Regulation in resistant cells | miRNA | Target genes |
---|---|---|
miRNA down-target up | mmu-miR-10b-5p | Arsj, Dock11, Irs1 |
mmu-miR-155-5p | Mgp | |
mmu-miR-18a-5p | Ctgf, Notch2, Thbs1 | |
mmu-miR-30e-3p | Celf2, Spon1 | |
mmu-miR-10a-5p | Arsj, Celf2, Irs1 | |
mmu-miR-139-5p | Dcbld2, Zeb2, Pde3a | |
mmu-miR-322-3p | Man1a | |
mmu-miR-322-5p | Adamts5, Adamtsl3, Arhgap20, Cacna2d1, Cdon, Dclk1, Fgfr1, Has2, Islr, Slit2, Sobp | |
mmu-miR-483-5p | Nova1 | |
mmu-miR-503-3p | Ugp2 | |
mmu-miR-505-5p | Cyp1b1, Dcbld2, Igf1, Ppp1r14b, Txndc5 | |
mmu-miR-6956-5p | Nova1 | |
mmu-miR-7213-5p | Plxnb2, Sirpa | |
| ||
miRNA up-target down | mmu-miR-125b-5p | Acer2, Podxl, Stc1 |
mmu-miR-127-3p | Chst15 | |
mmu-miR-134-5p | Trp53i11 | |
mmu-miR-148a-3p | Etl4, S1pr1 | |
mmu-miR-199a-5p | Bcam, Fzd6, Podxl | |
mmu-miR-298-5p | Trp53i11 | |
mmu-miR-300-3p | Plcb1, Stc1 |
These results indicated that Sca-1+CD31− cells were multipotent and retained the ability to differentiate into different cardiac cell lineages. However, Sca-1+CD31+ cells did not, partially due to differential expression of some microRNAs for regulation of genes, get involved in cell division, proliferation, antiapoptosis, or migration.
4. Discussion
Sca-1 is commonly used to identify stem cells in murine models and Sca-1-positive cells exhibit multipotential differentiation [22]. We tested the potential of Sca-1+CD31− and Sca-1+CD31+CSC cells for cardiomyocyte, smooth muscle, and endothelial cell differentiation. We successfully isolated Sca-1+CD31− and Sca-1+CD31+CSC cells from adult mice by FACS. Sca-1+CD31− subgroups showed multipotential differentiation when cultured in the presence of BMP-2, FGF-4, PDGF-BB, and VEGF165 and induced to differentiate into cardiomyocyte, smooth muscle, or endothelial cells. Not all Sca-1-positive cells had multipotential differentiation ability, consistent with other studies [12]. Of more than 98% of Lin−CD45− cells observed in cardiac tissue single cell suspension, all Sca-1+ cells lacked Lin and CD45 and most possessed CD31 (3.28%). Therefore, Lin−CD45− seemed unnecessary for sorting of Sca-1+ cells. No contamination from fibroblasts or hematopoietic cells was found. Upon induction of differentiation, Sca-1+CD31− CSCs became cardiomyocytes and smooth muscle and endothelial cells. We concluded that a simplified enzymatic dissociation method yielded 0.735% of Sca-1+CD31− CSCs that could be obtained by FACS. Although several laboratories have published studies describing the isolation and characterization of mouse Sca-1+CD31− and Sca-1+CD31+ CSCs [13], the stability of stem cells in the population, contamination from hematopoietic stem cells, and differentiation into cells of cardiovascular lineage has not been clearly established and therefore remains controversial.

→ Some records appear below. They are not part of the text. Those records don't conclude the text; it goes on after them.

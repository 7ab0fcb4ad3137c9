//! Embedding provider abstraction and implementations.
//!
//! Defines the [`EmbeddingClient`] trait and two backends:
//! - **[`OllamaClient`]** — `POST /api/embed` against a local Ollama server.
//! - **[`OpenAiClient`]** — `POST /v1/embeddings`, bearer-authed from the
//!   `OPENAI_API_KEY` environment variable.
//!
//! Providers map transport and HTTP failures into the [`ProviderError`]
//! taxonomy; the batcher decides what is retried, what is bisected, and
//! what becomes a chunk-level failure.

use std::time::Duration;

use anyhow::{bail, Result};
use async_trait::async_trait;
use thiserror::Error;

use crate::config::EmbeddingConfig;

/// Embedding call failure.
///
/// `RateLimited`, `Timeout`, and `Unavailable` are transient and worth
/// retrying with backoff. `ContextOverflow` means the input itself is the
/// problem: retrying the same batch cannot succeed, so the batcher goes
/// straight to bisection.
#[derive(Debug, Error)]
pub enum ProviderError {
    #[error("provider rate limited (retry after {retry_after_secs}s)")]
    RateLimited { retry_after_secs: u64 },
    #[error("embedding request timed out")]
    Timeout,
    #[error("input exceeds provider context window: {0}")]
    ContextOverflow(String),
    #[error("embedding provider unavailable: {0}")]
    Unavailable(String),
}

impl ProviderError {
    pub fn is_retryable(&self) -> bool {
        !matches!(self, ProviderError::ContextOverflow(_))
    }
}

/// An embedding backend. Stateless over HTTP and safely reusable.
#[async_trait]
pub trait EmbeddingClient: Send + Sync {
    /// Model identifier recorded in point payloads.
    fn model_name(&self) -> &str;
    /// Vector dimensionality the store collection must match.
    fn dims(&self) -> usize;
    /// Embed a batch of texts, returning one vector per input in order.
    async fn embed(&self, texts: &[String]) -> Result<Vec<Vec<f32>>, ProviderError>;
}

/// Instantiate the configured provider.
pub fn create_client(
    config: &EmbeddingConfig,
    dims: usize,
) -> Result<Box<dyn EmbeddingClient>> {
    match config.provider.as_str() {
        "ollama" => Ok(Box::new(OllamaClient::new(config, dims)?)),
        "openai" => Ok(Box::new(OpenAiClient::new(config, dims)?)),
        other => bail!("Unknown embedding provider: {}", other),
    }
}

fn build_http_client(timeout_secs: u64) -> Result<reqwest::Client> {
    Ok(reqwest::Client::builder()
        .timeout(Duration::from_secs(timeout_secs))
        .build()?)
}

fn transport_error(e: reqwest::Error) -> ProviderError {
    if e.is_timeout() {
        ProviderError::Timeout
    } else {
        ProviderError::Unavailable(e.to_string())
    }
}

/// Classify a non-success HTTP response.
async fn classify_status(resp: reqwest::Response) -> ProviderError {
    let status = resp.status();
    let retry_after = resp
        .headers()
        .get("Retry-After")
        .and_then(|v| v.to_str().ok())
        .and_then(|v| v.parse::<u64>().ok());
    let body: String = resp
        .text()
        .await
        .unwrap_or_default()
        .chars()
        .take(200)
        .collect();

    match status.as_u16() {
        429 => ProviderError::RateLimited {
            retry_after_secs: retry_after.unwrap_or(5),
        },
        400 | 413 if mentions_context(&body) => ProviderError::ContextOverflow(body),
        413 => ProviderError::ContextOverflow(body),
        _ => ProviderError::Unavailable(format!("{}: {}", status, body)),
    }
}

fn mentions_context(body: &str) -> bool {
    let lower = body.to_lowercase();
    lower.contains("context") || lower.contains("length") || lower.contains("too large")
}

// ============ Ollama ============

/// Embedding client for Ollama's batch `/api/embed` endpoint.
pub struct OllamaClient {
    url: String,
    model: String,
    dims: usize,
    num_ctx: usize,
    client: reqwest::Client,
}

impl OllamaClient {
    pub fn new(config: &EmbeddingConfig, dims: usize) -> Result<Self> {
        Ok(Self {
            url: config.url.trim_end_matches('/').to_string(),
            model: config.model.clone(),
            dims,
            num_ctx: config.token_budget.max(2048),
            client: build_http_client(config.timeout_secs)?,
        })
    }
}

#[async_trait]
impl EmbeddingClient for OllamaClient {
    fn model_name(&self) -> &str {
        &self.model
    }

    fn dims(&self) -> usize {
        self.dims
    }

    async fn embed(&self, texts: &[String]) -> Result<Vec<Vec<f32>>, ProviderError> {
        if texts.is_empty() {
            return Ok(Vec::new());
        }

        let body = serde_json::json!({
            "model": self.model,
            "input": texts,
            "options": { "num_ctx": self.num_ctx },
        });

        let resp = self
            .client
            .post(format!("{}/api/embed", self.url))
            .json(&body)
            .send()
            .await
            .map_err(transport_error)?;

        if !resp.status().is_success() {
            return Err(classify_status(resp).await);
        }

        let json: serde_json::Value = resp.json().await.map_err(transport_error)?;
        let embeddings = json
            .get("embeddings")
            .and_then(|e| e.as_array())
            .ok_or_else(|| {
                ProviderError::Unavailable("missing embeddings array in response".to_string())
            })?;

        parse_vectors(embeddings, texts.len())
    }
}

// ============ OpenAI ============

/// Embedding client for the OpenAI embeddings API.
pub struct OpenAiClient {
    url: String,
    model: String,
    dims: usize,
    api_key: String,
    client: reqwest::Client,
}

impl OpenAiClient {
    pub fn new(config: &EmbeddingConfig, dims: usize) -> Result<Self> {
        let api_key = std::env::var("OPENAI_API_KEY")
            .map_err(|_| anyhow::anyhow!("OPENAI_API_KEY environment variable not set"))?;
        Ok(Self {
            url: config.url.trim_end_matches('/').to_string(),
            model: config.model.clone(),
            dims,
            api_key,
            client: build_http_client(config.timeout_secs)?,
        })
    }
}

#[async_trait]
impl EmbeddingClient for OpenAiClient {
    fn model_name(&self) -> &str {
        &self.model
    }

    fn dims(&self) -> usize {
        self.dims
    }

    async fn embed(&self, texts: &[String]) -> Result<Vec<Vec<f32>>, ProviderError> {
        if texts.is_empty() {
            return Ok(Vec::new());
        }

        let body = serde_json::json!({
            "model": self.model,
            "input": texts,
        });

        let resp = self
            .client
            .post(format!("{}/v1/embeddings", self.url))
            .header("Authorization", format!("Bearer {}", self.api_key))
            .json(&body)
            .send()
            .await
            .map_err(transport_error)?;

        if !resp.status().is_success() {
            return Err(classify_status(resp).await);
        }

        let json: serde_json::Value = resp.json().await.map_err(transport_error)?;
        let data = json.get("data").and_then(|d| d.as_array()).ok_or_else(|| {
            ProviderError::Unavailable("missing data array in response".to_string())
        })?;

        let values: Vec<serde_json::Value> = data
            .iter()
            .map(|item| item.get("embedding").cloned().unwrap_or(serde_json::Value::Null))
            .collect();
        parse_vectors(&values, texts.len())
    }
}

fn parse_vectors(
    raw: &[serde_json::Value],
    expected: usize,
) -> Result<Vec<Vec<f32>>, ProviderError> {
    if raw.len() != expected {
        return Err(ProviderError::Unavailable(format!(
            "provider returned {} vectors for {} inputs",
            raw.len(),
            expected
        )));
    }

    let mut vectors = Vec::with_capacity(raw.len());
    for value in raw {
        let arr = value.as_array().ok_or_else(|| {
            ProviderError::Unavailable("malformed embedding in response".to_string())
        })?;
        let vec: Vec<f32> = arr
            .iter()
            .map(|v| v.as_f64().unwrap_or(0.0) as f32)
            .collect();
        vectors.push(vec);
    }
    Ok(vectors)
}

#[cfg(test)]
mod tests {
    use super::*;

    #[test]
    fn retryability_by_variant() {
        assert!(ProviderError::RateLimited { retry_after_secs: 5 }.is_retryable());
        assert!(ProviderError::Timeout.is_retryable());
        assert!(ProviderError::Unavailable("503".to_string()).is_retryable());
        assert!(!ProviderError::ContextOverflow("too long".to_string()).is_retryable());
    }

    #[test]
    fn parse_vectors_checks_arity() {
        let raw = vec![serde_json::json!([0.1, 0.2])];
        assert!(parse_vectors(&raw, 2).is_err());
        let parsed = parse_vectors(&raw, 1).unwrap();
        assert_eq!(parsed, vec![vec![0.1f32, 0.2f32]]);
    }

    #[test]
    fn parse_vectors_rejects_non_arrays() {
        let raw = vec![serde_json::json!("oops")];
        assert!(parse_vectors(&raw, 1).is_err());
    }

    #[test]
    fn unknown_provider_is_an_error() {
        let config = EmbeddingConfig {
            provider: "bedrock".to_string(),
            ..Default::default()
        };
        assert!(create_client(&config, 768).is_err());
    }

    #[test]
    fn ollama_client_reports_model_and_dims() {
        let config = EmbeddingConfig::default();
        let client = OllamaClient::new(&config, 768).unwrap();
        assert_eq!(client.model_name(), "nomic-embed-text");
        assert_eq!(client.dims(), 768);
    }
}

Adult heart regeneration results from distinct CSC subtypes with self-renewal and multipotentiality-repopulating ability [23], but the molecular basis for differences between subtypes in stemness characteristics is largely unknown. A study using cardiac progenitor cell types including Isl-1/Nkx2.5 found that only Isl-1+/Nkx2.5− cardiac progenitor cells showed significant cardiomyogenic differentiation, although the underlying reason is unclear [6]. Adult heart-derived Sca-1+/Isl-1+/Nkx2.5− stem and progenitor cells are suggested to represent a true population of cardiac progenitor cells [24]. Sca-1-positive cells might have more subtypes with multipotential differentiation.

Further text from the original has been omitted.